# PROBLEM TO SOLVE:
In the listing below, find each line with the string "loop" and return it.

# DATA TO USE:
----

//! Debounced local search over the visit store.
//!
//! Keystrokes restart a single-shot delay; only the last query within the
//! debounce window reaches the store. Search never touches the capture
//! cycle.

use std::sync::Arc;
use std::time::Duration;

use chrono::{NaiveDate, Utc};
use tokio::sync::mpsc;
use tracing::debug;

use crate::models::{VisitRecord, MISSING_FIELD};
use crate::repository::VisitStore;

/// Delay between the last keystroke and the store query.
pub const SEARCH_DEBOUNCE: Duration = Duration::from_millis(300);

/// Validity classification of a record's window against today.
#[derive(Debug, Clone, Copy, PartialEq, Eq)]
pub enum Validity {
    Valid,
    Expired,
}

/// One search result with its validity flag.
#[derive(Debug, Clone)]
pub struct SearchHit {
    pub record: VisitRecord,
    pub validity: Validity,
}

/// Debounced query surface. Results are pushed on the receiver returned by
/// [`SearchService::spawn`]; an empty query clears results without touching
/// the store.
pub struct SearchService {
    queries: mpsc::UnboundedSender<String>,
}

impl SearchService {
    /// Spawn the debounce loop over `store`.
    pub fn spawn(
        store: Arc<VisitStore>,
        debounce: Duration,
    ) -> (Self, mpsc::UnboundedReceiver<Vec<SearchHit>>) {
        let (query_tx, mut query_rx) = mpsc::unbounded_channel::<String>();
        let (result_tx, result_rx) = mpsc::unbounded_channel();

        tokio::spawn(async move {
            while let Some(mut query) = query_rx.recv().await {
                // Newer keystrokes restart the delay.
                loop {
                    tokio::select! {
                        next = query_rx.recv() => match next {
                            Some(newer) => query = newer,
                            None => return,
                        },
                        _ = tokio::time::sleep(debounce) => break,
                    }
                }
                if result_tx.send(execute_query(&store, &query)).is_err() {
                    return;
                }
            }
        });

        (Self { queries: query_tx }, result_rx)
    }

    /// Feed one keystroke's worth of query text.
    pub fn on_query_changed(&self, text: &str) {
        let _ = self.queries.send(text.to_string());
    }
}

/// Run a query immediately, bypassing the debounce.
pub fn execute_query(store: &VisitStore, raw: &str) -> Vec<SearchHit> {
    let terms = query_terms(raw);
    if terms.is_empty() {
        return Vec::new();
    }
    let today = Utc::now().date_naive();
    match store.search_by_terms(&terms) {
        Ok(records) => records
            .into_iter()
            .map(|record| {
                let validity = classify_validity(&record.validity_window, today);
                SearchHit { record, validity }
            })
            .collect(),
        Err(err) => {
            debug!("search failed: {err}");
            Vec::new()
        }
    }
}

/// Split a raw query into lowercased whitespace-separated terms.
pub fn query_terms(raw: &str) -> Vec<String> {
    raw.to_lowercase()
        .split_whitespace()
        .map(str::to_string)
        .collect()
}

/// Classify a validity window by its end date (the text after `" - "`,
/// `dd/mm/yyyy`). Unparsable windows count as valid.
pub fn classify_validity(window: &str, today: NaiveDate) -> Validity {
    if window == MISSING_FIELD {
        return Validity::Valid;
    }
    let Some((_, end)) = window.split_once(" - ") else {
        return Validity::Valid;
    };
    match NaiveDate::parse_from_str(end.trim(), "%d/%m/%Y") {
        Ok(end_date) if end_date < today => Validity::Expired,
        _ => Validity::Valid,
    }
}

----

# REPLY TO THE TASK:
    /// Spawn the debounce loop over `store`.
                loop {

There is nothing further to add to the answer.